Input material -
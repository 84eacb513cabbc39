//! # Processing Pipeline Module
//!
//! Turns one stored webhook into zero or one queued Discord messages:
//! load, per-source prep and parse, route, enqueue, mark processed. All
//! steps within one webhook are strictly sequential; independent webhooks
//! may be processed concurrently because each owns its own record and
//! outbox row.
//!
//! The processor is invoked by the task dispatcher outside the HTTP
//! request/response cycle, so a slow enrichment call never delays the
//! response to the webhook sender.

use crate::github::{self, GithubError, ProjectItemFetcher, ProjectV2ItemEvent};
use crate::router::{ChannelRouter, RoutingDecision};
use crate::store::{MessageStore, StoreError, Webhook, WebhookStore};
use crate::zammad::{self, ZammadError};
use crate::{MessageId, WebhookId, WebhookSource};
use chrono::Utc;
use std::sync::Arc;
use tracing::{debug, info};

// ============================================================================
// Notification Event
// ============================================================================

/// Value used by the router to pick a destination. The variant encodes the
/// source, so mismatched lookups are unrepresentable.
#[derive(Debug, Clone, PartialEq, Eq)]
pub enum RouteKey {
    /// Internal webhooks always go to the fixed ops/test channel.
    Internal,

    /// GitHub notifications route by project id, falling back to the
    /// repository table.
    Project {
        project_id: String,
        repository_id: Option<String>,
    },

    /// Zammad notifications route by group name.
    Group(String),
}

/// A normalized notification: display text plus routing key. Transient —
/// produced by a parser, consumed by the router, never persisted.
#[derive(Debug, Clone, PartialEq, Eq)]
pub struct NotificationEvent {
    pub text: String,
    pub route: RouteKey,
}

// ============================================================================
// Errors and Outcomes
// ============================================================================

/// Errors escaping the processing pipeline.
///
/// Everything propagates to the dispatcher so its retry/failure tracking
/// sees it; the only swallowed paths are the two designed skips
/// (unsupported GitHub event type, suppressed routing), which are
/// outcomes, not errors.
#[derive(Debug, thiserror::Error)]
pub enum PipelineError {
    #[error(transparent)]
    Store(#[from] StoreError),

    #[error(transparent)]
    Github(#[from] GithubError),

    #[error(transparent)]
    Zammad(#[from] ZammadError),
}

impl PipelineError {
    /// Whether the dispatcher should retry this webhook.
    pub fn is_transient(&self) -> bool {
        match self {
            Self::Store(e) => e.is_transient(),
            Self::Github(e) => e.is_transient(),
            // Zammad processing is local and deterministic; a failure is a
            // payload or logic defect and will repeat identically.
            Self::Zammad(_) => false,
        }
    }
}

/// How processing one webhook ended.
#[derive(Debug, Clone, PartialEq, Eq)]
pub enum ProcessingOutcome {
    /// A message was queued for delivery.
    Queued {
        message_id: MessageId,
        channel_name: String,
    },

    /// Routing decided this notification goes nowhere. Still processed.
    Suppressed,

    /// The event type is one this pipeline will never handle. The record
    /// is marked processed so it is not retried forever.
    SkippedUnsupportedEvent { event: String },

    /// The record had already been processed by an earlier attempt.
    AlreadyProcessed,
}

// ============================================================================
// Webhook Processor
// ============================================================================

/// The glue object owning one pass over a webhook record.
pub struct WebhookProcessor {
    webhooks: Arc<dyn WebhookStore>,
    messages: Arc<dyn MessageStore>,
    fetcher: Arc<dyn ProjectItemFetcher>,
    router: ChannelRouter,
}

impl WebhookProcessor {
    pub fn new(
        webhooks: Arc<dyn WebhookStore>,
        messages: Arc<dyn MessageStore>,
        fetcher: Arc<dyn ProjectItemFetcher>,
        router: ChannelRouter,
    ) -> Self {
        Self {
            webhooks,
            messages,
            fetcher,
            router,
        }
    }

    /// Process one webhook end to end.
    ///
    /// Idempotent against task-level retries: a record whose
    /// `processed_at` is already set is left untouched.
    ///
    /// # Errors
    ///
    /// [`StoreError::NotFound`] for a missing record is fatal (a defect,
    /// not retried). Upstream API failures are transient and surface to
    /// the dispatcher's retry loop.
    pub async fn process(&self, id: WebhookId) -> Result<ProcessingOutcome, PipelineError> {
        let mut webhook = self.webhooks.get(id).await?;

        if webhook.processed_at.is_some() {
            debug!(webhook_id = %id, "Webhook already processed; skipping");
            return Ok(ProcessingOutcome::AlreadyProcessed);
        }

        let notification = match webhook.source {
            WebhookSource::Internal => self.parse_internal(&webhook),

            WebhookSource::Github => {
                match github::prep_github_webhook(self.fetcher.as_ref(), &mut webhook).await {
                    Ok(()) => {}
                    Err(GithubError::UnsupportedEvent { event }) => {
                        // This event type is never going to be supported.
                        // Mark the record processed so it does not stay
                        // retry-eligible forever.
                        info!(
                            webhook_id = %id,
                            event = %event,
                            "Unsupported GitHub event type; skipping"
                        );
                        webhook.event = event.clone();
                        webhook.processed_at = Some(Utc::now());
                        self.webhooks.save(&webhook).await?;
                        return Ok(ProcessingOutcome::SkippedUnsupportedEvent { event });
                    }
                    Err(e) => return Err(e.into()),
                }
                self.webhooks.save(&webhook).await?;

                let parsed = ProjectV2ItemEvent::from_webhook(&webhook)?;
                NotificationEvent {
                    text: format!("GitHub: {}", parsed.to_discord_message()),
                    route: RouteKey::Project {
                        project_id: parsed.project_id().to_string(),
                        repository_id: parsed.repository_id(),
                    },
                }
            }

            WebhookSource::Zammad => {
                zammad::prep_zammad_webhook(&mut webhook)?;
                self.webhooks.save(&webhook).await?;

                let parsed = zammad::parse_zammad_webhook(&webhook)?;
                NotificationEvent {
                    text: format!("Zammad: {}", parsed.message),
                    route: RouteKey::Group(parsed.group),
                }
            }
        };

        let outcome = match self.router.route(&notification.route) {
            RoutingDecision::Suppress => {
                info!(
                    webhook_id = %id,
                    source = %webhook.source,
                    "Notification suppressed by routing"
                );
                ProcessingOutcome::Suppressed
            }

            RoutingDecision::Deliver(channel) => {
                let message = self
                    .messages
                    .enqueue(&channel, notification.text)
                    .await?;

                info!(
                    webhook_id = %id,
                    message_id = %message.id,
                    channel = %channel,
                    "Notification queued for delivery"
                );

                ProcessingOutcome::Queued {
                    message_id: message.id,
                    channel_name: channel.name,
                }
            }
        };

        webhook.processed_at = Some(Utc::now());
        self.webhooks.save(&webhook).await?;

        Ok(outcome)
    }

    /// Internal webhooks are trivial: echo the payload to the ops channel.
    fn parse_internal(&self, webhook: &Webhook) -> NotificationEvent {
        NotificationEvent {
            text: format!("Webhook content: {}", webhook.content),
            route: RouteKey::Internal,
        }
    }
}

#[cfg(test)]
#[path = "pipeline_tests.rs"]
mod tests;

Task to complete -
From the records above, copy each line where the word "forever" can be found.

Exercise output -
    /// is marked processed so it is not retried forever.
                        // retry-eligible forever.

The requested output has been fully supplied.